Even a demand to think about the day after, for example, something that bothers the Americans very much, is not on the agenda of the Israeli, for whom the day after could begin with the transfer of Gazans to Qatar, for example.

Same sea. Gaza the Day After, Submission Proposal/IDF Spokesperson

The will of the people? Sea view!

Hamas and Sinwar still do not understand this sentiment, which is entirely (as far as they are concerned) the fruit of the phenomenal success of that murderous attack. The Israeli until October 7 wished mainly for peace and quiet in which he could add to the gripe about the cost of living while flying abroad four times a year. The new Israeli is willing to sacrifice trips abroad forever – and only to see Sinwar's head impaled by a satshef at the end of an IDF rifle.

And last, the Israeli leaders. When Netanyahu rejects future rule by the Palestinian Authority in the Gaza Strip, he is talking to his imaginary base, the one to his right – not realizing that the new right in Israel is also composed of a few "PHRs." Do you want to talk to us about the day after?

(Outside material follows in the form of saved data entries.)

//! Import of campaign and order data fetched from upstream platforms.
//!
//! The ad account (Meta) and the web store (WooCommerce) are queried
//! elsewhere; this module receives their JSON payloads, validates every
//! element and upserts the result into the database.

mod meta;
mod woo;

use std::{
    collections::HashMap,
    sync::{Arc, Mutex},
};

use axum::{
    Json,
    extract::{FromRef, State, rejection::JsonRejection},
};
use rusqlite::Connection;
use serde::{Deserialize, Serialize};

use crate::{
    AppState, Error,
    campaign::{Campaign, get_all_campaigns, upsert_campaign},
    product::upsert_product,
    sale::upsert_sale,
};

use meta::{MetaCampaign, MetaCampaignInsight, to_campaign};
use woo::{OrderSummary, WooOrder, to_products, to_sale};

/// A payload from one upstream platform, tagged by its `source` field.
#[derive(Debug, Clone, Deserialize)]
#[serde(tag = "source")]
pub enum UpstreamPayload {
    /// Campaigns and their lifetime insights from the ad account.
    #[serde(rename = "meta")]
    Meta {
        /// The campaigns to upsert.
        campaigns: Vec<MetaCampaign>,
        /// Insights keyed by `campaign_id`. Campaigns without one have not spent anything.
        #[serde(default)]
        insights: Vec<MetaCampaignInsight>,
    },
    /// Orders from the web store.
    #[serde(rename = "woocommerce")]
    WooCommerce {
        /// The orders to upsert.
        orders: Vec<WooOrder>,
    },
}

/// What an import wrote to the database.
#[derive(Debug, Clone, PartialEq, Serialize)]
pub struct SyncReport {
    /// The number of campaigns inserted or updated.
    pub campaigns_synced: usize,
    /// The number of orders inserted or updated.
    pub orders_synced: usize,
    /// Counts describing the imported orders, only set for order imports.
    pub summary: Option<OrderSummary>,
}

/// Validate `payload` and upsert its contents.
///
/// Every element is converted before anything is written, and all writes
/// happen in one transaction, so an invalid payload leaves the database
/// untouched.
///
/// # Errors
/// Returns [Error::InvalidPayload] if any element fails validation, or
/// [Error::SqlError] if the database could not be updated.
pub fn import_payload(
    payload: UpstreamPayload,
    connection: &Connection,
) -> Result<SyncReport, Error> {
    match payload {
        UpstreamPayload::Meta {
            campaigns,
            insights,
        } => import_campaigns(&campaigns, &insights, connection),
        UpstreamPayload::WooCommerce { orders } => import_orders(&orders, connection),
    }
}

fn import_campaigns(
    campaigns: &[MetaCampaign],
    insights: &[MetaCampaignInsight],
    connection: &Connection,
) -> Result<SyncReport, Error> {
    let insights: HashMap<&str, &MetaCampaignInsight> = insights
        .iter()
        .map(|insight| (insight.campaign_id.as_str(), insight))
        .collect();

    let campaigns = campaigns
        .iter()
        .map(|campaign| to_campaign(campaign, insights.get(campaign.id.as_str()).copied()))
        .collect::<Result<Vec<Campaign>, Error>>()?;

    let transaction = connection.unchecked_transaction()?;

    for campaign in &campaigns {
        upsert_campaign(campaign, &transaction)?;
    }

    transaction.commit()?;

    tracing::info!("Imported {} campaigns", campaigns.len());

    Ok(SyncReport {
        campaigns_synced: campaigns.len(),
        orders_synced: 0,
        summary: None,
    })
}

fn import_orders(orders: &[WooOrder], connection: &Connection) -> Result<SyncReport, Error> {
    let campaigns = get_all_campaigns(connection)?;

    let sales = orders
        .iter()
        .map(|order| to_sale(order, &campaigns))
        .collect::<Result<Vec<_>, Error>>()?;

    let transaction = connection.unchecked_transaction()?;

    // Line items reference products, so products go in first.
    for product in orders.iter().flat_map(to_products) {
        upsert_product(&product, &transaction)?;
    }

    for sale in &sales {
        upsert_sale(sale, &transaction)?;
    }

    transaction.commit()?;

    let summary = OrderSummary::from_sales(&sales);
    tracing::info!(
        "Imported {} orders, {} with UTM parameters",
        summary.total_orders,
        summary.orders_with_utm
    );

    Ok(SyncReport {
        campaigns_synced: 0,
        orders_synced: sales.len(),
        summary: Some(summary),
    })
}

/// The state needed for importing upstream payloads.
#[derive(Debug, Clone)]
pub struct SyncState {
    /// The database connection the payload is written to.
    pub db_connection: Arc<Mutex<Connection>>,
}

impl FromRef<AppState> for SyncState {
    fn from_ref(state: &AppState) -> Self {
        Self {
            db_connection: state.db_connection.clone(),
        }
    }
}

/// Route handler for importing a campaign or order payload.
///
/// Responds with a JSON [SyncReport], or with status 422 and a JSON error
/// message if the body is not a known payload or fails validation.
pub async fn post_sync(
    State(state): State<SyncState>,
    payload: Result<Json<UpstreamPayload>, JsonRejection>,
) -> Result<Json<SyncReport>, Error> {
    let Json(payload) = payload.map_err(|rejection| {
        tracing::error!("could not read sync payload: {rejection}");
        Error::InvalidPayload(rejection.body_text())
    })?;

    let connection = state
        .db_connection
        .lock()
        .inspect_err(|error| tracing::error!("could not acquire database lock: {error}"))
        .map_err(|_| Error::DatabaseLockError)?;

    import_payload(payload, &connection)
        .inspect_err(|error| tracing::error!("could not import sync payload: {error}"))
        .map(Json)
}

#[cfg(test)]
mod tests {
    use std::sync::{Arc, Mutex};

    use axum::{Json, extract::State, http::StatusCode, response::IntoResponse};
    use rusqlite::Connection;
    use serde_json::json;

    use crate::{
        Error,
        campaign::get_all_campaigns,
        db::initialize,
        product::get_product_names,
        sale::count_sales,
    };

    use super::{SyncState, UpstreamPayload, import_payload, post_sync};

    fn get_test_connection() -> Connection {
        let conn = Connection::open_in_memory().unwrap();
        initialize(&conn).unwrap();
        conn
    }

    fn meta_payload() -> UpstreamPayload {
        serde_json::from_value(json!({
            "source": "meta",
            "campaigns": [
                {
                    "id": "120200",
                    "name": "Spring Launch",
                    "status": "ACTIVE",
                    "daily_budget": "2500",
                    "start_time": "2024-03-01T09:30:00+1300"
                },
                { "id": "120300", "name": "Winter Sale" }
            ],
            "insights": [
                {
                    "campaign_id": "120200",
                    "spend": "40.00",
                    "impressions": "1200",
                    "clicks": "37",
                    "actions": [{ "action_type": "purchase", "value": "2" }],
                    "action_values": [{ "action_type": "purchase", "value": "100" }]
                }
            ]
        }))
        .unwrap()
    }

    fn woo_payload(utm_campaign: &str) -> UpstreamPayload {
        serde_json::from_value(json!({
            "source": "woocommerce",
            "orders": [
                {
                    "id": 501,
                    "date_created": "2024-03-02T10:15:00",
                    "status": "completed",
                    "total": "40.00",
                    "line_items": [
                        { "id": 1, "product_id": 7, "name": "Mug", "quantity": 2, "price": 20.0, "total": "40.00" }
                    ],
                    "meta_data": [
                        { "key": "_wc_order_attribution_utm_campaign", "value": utm_campaign }
                    ]
                },
                {
                    "id": 502,
                    "date_created": "2024-03-03T11:00:00",
                    "status": "processing",
                    "total": "15.50",
                    "line_items": [
                        { "id": 2, "product_id": 8, "name": "Tea Towel", "quantity": 1, "price": 15.5, "total": "15.50" }
                    ]
                }
            ]
        }))
        .unwrap()
    }

    #[test]
    fn imports_meta_campaigns() {
        let conn = get_test_connection();

        let report = import_payload(meta_payload(), &conn).unwrap();

        assert_eq!(report.campaigns_synced, 2);
        assert_eq!(report.summary, None);
        let campaigns = get_all_campaigns(&conn).unwrap();
        let spring = campaigns
            .iter()
            .find(|campaign| campaign.id == "120200")
            .unwrap();
        assert_eq!(spring.roas(), Some(2.5));
    }

    #[test]
    fn imports_orders_with_products_and_attribution() {
        let conn = get_test_connection();
        import_payload(meta_payload(), &conn).unwrap();

        let report = import_payload(woo_payload("Spring Launch"), &conn).unwrap();

        assert_eq!(report.orders_synced, 2);
        let summary = report.summary.unwrap();
        assert_eq!(summary.orders_with_utm, 1);
        assert_eq!(summary.orders_without_utm, 1);
        assert_eq!(count_sales(&conn).unwrap(), 2);

        let mut products = get_product_names(&conn).unwrap();
        products.sort();
        assert_eq!(
            products,
            vec![
                ("7".to_owned(), "Mug".to_owned()),
                ("8".to_owned(), "Tea Towel".to_owned())
            ]
        );

        let campaign_id: Option<String> = conn
            .query_row("SELECT campaign_id FROM sale WHERE id = 501", [], |row| {
                row.get(0)
            })
            .unwrap();
        assert_eq!(campaign_id.as_deref(), Some("120200"));
    }

    #[test]
    fn reimporting_orders_updates_in_place() {
        let conn = get_test_connection();

        import_payload(woo_payload("newsletter"), &conn).unwrap();
        import_payload(woo_payload("newsletter"), &conn).unwrap();

        assert_eq!(count_sales(&conn).unwrap(), 2);
    }

    #[test]
    fn invalid_element_writes_nothing() {
        let conn = get_test_connection();
        let payload: UpstreamPayload = serde_json::from_value(json!({
            "source": "meta",
            "campaigns": [
                { "id": "1", "name": "Good" },
                { "id": "2", "name": "Bad", "daily_budget": "a lot" }
            ]
        }))
        .unwrap();

        let result = import_payload(payload, &conn);

        assert!(matches!(result, Err(Error::InvalidPayload(_))));
        assert!(get_all_campaigns(&conn).unwrap().is_empty());
    }

    #[test]
    fn unknown_source_is_rejected() {
        let result = serde_json::from_value::<UpstreamPayload>(json!({
            "source": "shopify",
            "orders": []
        }));

        assert!(result.is_err());
    }

    #[tokio::test]
    async fn post_sync_returns_report() {
        let state = SyncState {
            db_connection: Arc::new(Mutex::new(get_test_connection())),
        };

        let Json(report) = post_sync(State(state), Ok(Json(meta_payload())))
            .await
            .unwrap();

        assert_eq!(report.campaigns_synced, 2);
    }

    #[tokio::test]
    async fn post_sync_rejects_invalid_payload_with_422() {
        let state = SyncState {
            db_connection: Arc::new(Mutex::new(get_test_connection())),
        };
        let payload: UpstreamPayload = serde_json::from_value(json!({
            "source": "woocommerce",
            "orders": [
                { "id": 1, "date_created": "not a date", "status": "completed", "total": "1.00" }
            ]
        }))
        .unwrap();

        let response = post_sync(State(state), Ok(Json(payload)))
            .await
            .into_response();

        assert_eq!(response.status(), StatusCode::UNPROCESSABLE_ENTITY);
    }
}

Give us such a victory picture that you don't need to read the caption underneath it to understand it.

To talk a little about the day after, the one in which Netanyahu and Gantz will compete (unless there is an amazing plot twist) for public trust, Netanyahu proved last night that when it comes to politics, he is several levels above his rival.

In Gantz's appearance last Wednesday, he identified a desire to break the unity government, but also hesitation whether an outrageous budget (even in the eyes of Likud voters!) was enough to break the leverage that carried him up in the polls.

Netanyahu recognized, and acted immediately, to appropriate for himself, and only himself, the conduct of the campaign (from the return of 86 Israelis home to the resumption of hostilities), in the hope that by the time it is over, some Israelis will forget his responsibility for the failure that led to its conflagration.

So what's the problem? Here's something Netanyahu himself may not yet understand: By appropriating the conduct of the campaign, he is committing to goods that he may never be able to deliver. The people demand a view of the sea, while the most Netanyahu can provide is a ceasefire backed by a political agreement.
In other words, something that even a huge production on the Washington-Riyadh axis cannot train.

  • More on the subject:
  • Abductees
  • Gaza War
  • ceasefire
  • Benjamin Netanyahu

Source: walla

All news articles on 2023-12-03

Similar news:

Trends 24h

Latest

© Communities 2019 - Privacy

The information on this site is from external sources that are not under our control.
The inclusion of any links does not necessarily imply a recommendation or endorse the views expressed within them.